ABSTRACT

Before the mid-twentieth century the US government ran deficits in war and paid the debt down in peace except when recessions depleted tax receipts. The budget was in surplus every fiscal year from 1866 to 1893, 1920 to 1930, and overall, 51 of 60 peacetime years between 1866 and 1930. By comparison, there were five surpluses between 1950 and 1997, none of them after 1969. What were the reasons for the change? The standard explanation or assumption in the economics literature is the diminished aversion to deficits arising from Keynesianism and the trauma of the Great Depression. This chapter suggests a different explanation that rests on traditional practices instead of new ideas: the principle of tax smoothing continued and deficits were due to war. The Cold War was small, but a war nevertheless.
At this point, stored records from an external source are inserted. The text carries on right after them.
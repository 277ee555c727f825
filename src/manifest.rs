//! # 清单模块
//!
//! 清单既是帧集合的完成标记，也是长度头：它记录原始文件的字节数，
//! 因此最后一帧恰好写满时也能准确截断。清单只在全部帧写入成功后生成。

use crate::config::{FrameConfig, FrameFormat};
use crate::constants::{MANIFEST_NAME, MANIFEST_VERSION};
use crate::error::{ReelError, Result};
use serde::{Deserialize, Serialize};
use std::fs;
use std::io::ErrorKind;
use std::path::{Path, PathBuf};

#[derive(Debug, Clone, PartialEq, Eq, Serialize, Deserialize)]
pub struct Manifest {
    pub version: u32,
    /// 原始文件的字节数。
    pub byte_len: u64,
    pub frame_count: usize,
    pub width: u32,
    pub height: u32,
    pub format: FrameFormat,
    /// 原始文件的扩展名 (含点号)，没有扩展名时为空字符串。
    pub source_ext: String,
}

impl Manifest {
    pub fn new(config: &FrameConfig, byte_len: u64, frame_count: usize, source_ext: String) -> Self {
        Self {
            version: MANIFEST_VERSION,
            byte_len,
            frame_count,
            width: config.width,
            height: config.height,
            format: config.format,
            source_ext,
        }
    }

    /// 按清单记录的参数还原帧配置，线程数沿用 `base`。
    pub fn frame_config(&self, base: &FrameConfig) -> Result<FrameConfig> {
        let config = FrameConfig {
            width: self.width,
            height: self.height,
            format: self.format,
            threads: base.threads,
        };
        config.validate()?;
        Ok(config)
    }

    pub fn path(dir: &Path) -> PathBuf {
        dir.join(MANIFEST_NAME)
    }

    /// 读取目录中的清单，不存在时返回 `MissingManifest`。
    pub fn load(dir: &Path) -> Result<Self> {
        let path = Self::path(dir);
        let raw = match fs::read(&path) {
            Ok(raw) => raw,
            Err(e) if e.kind() == ErrorKind::NotFound => {
                return Err(ReelError::MissingManifest {
                    dir: dir.to_path_buf(),
                });
            }
            Err(e) => return Err(ReelError::io(path, e)),
        };
        serde_json::from_slice(&raw).map_err(|source| ReelError::Manifest { path, source })
    }

    /// 写入清单，先写临时文件再重命名，避免留下半个清单。
    pub fn store(&self, dir: &Path) -> Result<PathBuf> {
        let path = Self::path(dir);
        let staging = dir.join(format!("{MANIFEST_NAME}.partial"));
        let raw = serde_json::to_vec_pretty(self).map_err(|source| ReelError::Manifest {
            path: path.clone(),
            source,
        })?;
        fs::write(&staging, raw).map_err(|e| ReelError::io(&staging, e))?;
        fs::rename(&staging, &path).map_err(|e| ReelError::io(&path, e))?;
        Ok(path)
    }

    /// 删除目录中的清单，不存在时视为成功。
    pub fn remove(dir: &Path) -> Result<()> {
        let path = Self::path(dir);
        match fs::remove_file(&path) {
            Ok(()) => Ok(()),
            Err(e) if e.kind() == ErrorKind::NotFound => Ok(()),
            Err(e) => Err(ReelError::io(path, e)),
        }
    }
}
//! # bytereel 库
//!
//! 把任意文件编码为一组黑白像素帧，并从帧集合中还原原始文件。
//!
//! 每个比特占用一个 2x2 的像素块：黑色为 1，白色为 0，最后一帧中多余的位置涂成红色填充。
//! 帧按序号命名，可以交给外部工具封装为视频。

// 声明库包含的所有模块。

pub mod assembler;
pub mod bits;
pub mod cli;
pub mod codec;
pub mod config;
pub mod constants;
pub mod error;
pub mod handler;
pub mod manifest;
pub mod reel;
pub mod scheduler;

pub use error::{ReelError, Result};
It ‘was a real war, as real as the two world wars’, with a major campaign – Korea – and several minor ones, a Soviet buildup in the 1970s that, like the German offensive in 1918, turned out to be the last burst of energy by the losing side, Reagan’s military buildup, and again similar to World War I, a sudden and unexpected collapse (Friedman 2000: xi-xii). A simple model of choice between long-term budget balance and tax smoothing is developed. The estimates presented here are tentative – further research is needed – but they suggest continuity in government budget principles, particularly that spending shocks should be paid for over time. What was new after 1950 was significant military spending of unprecedented length, not its finance.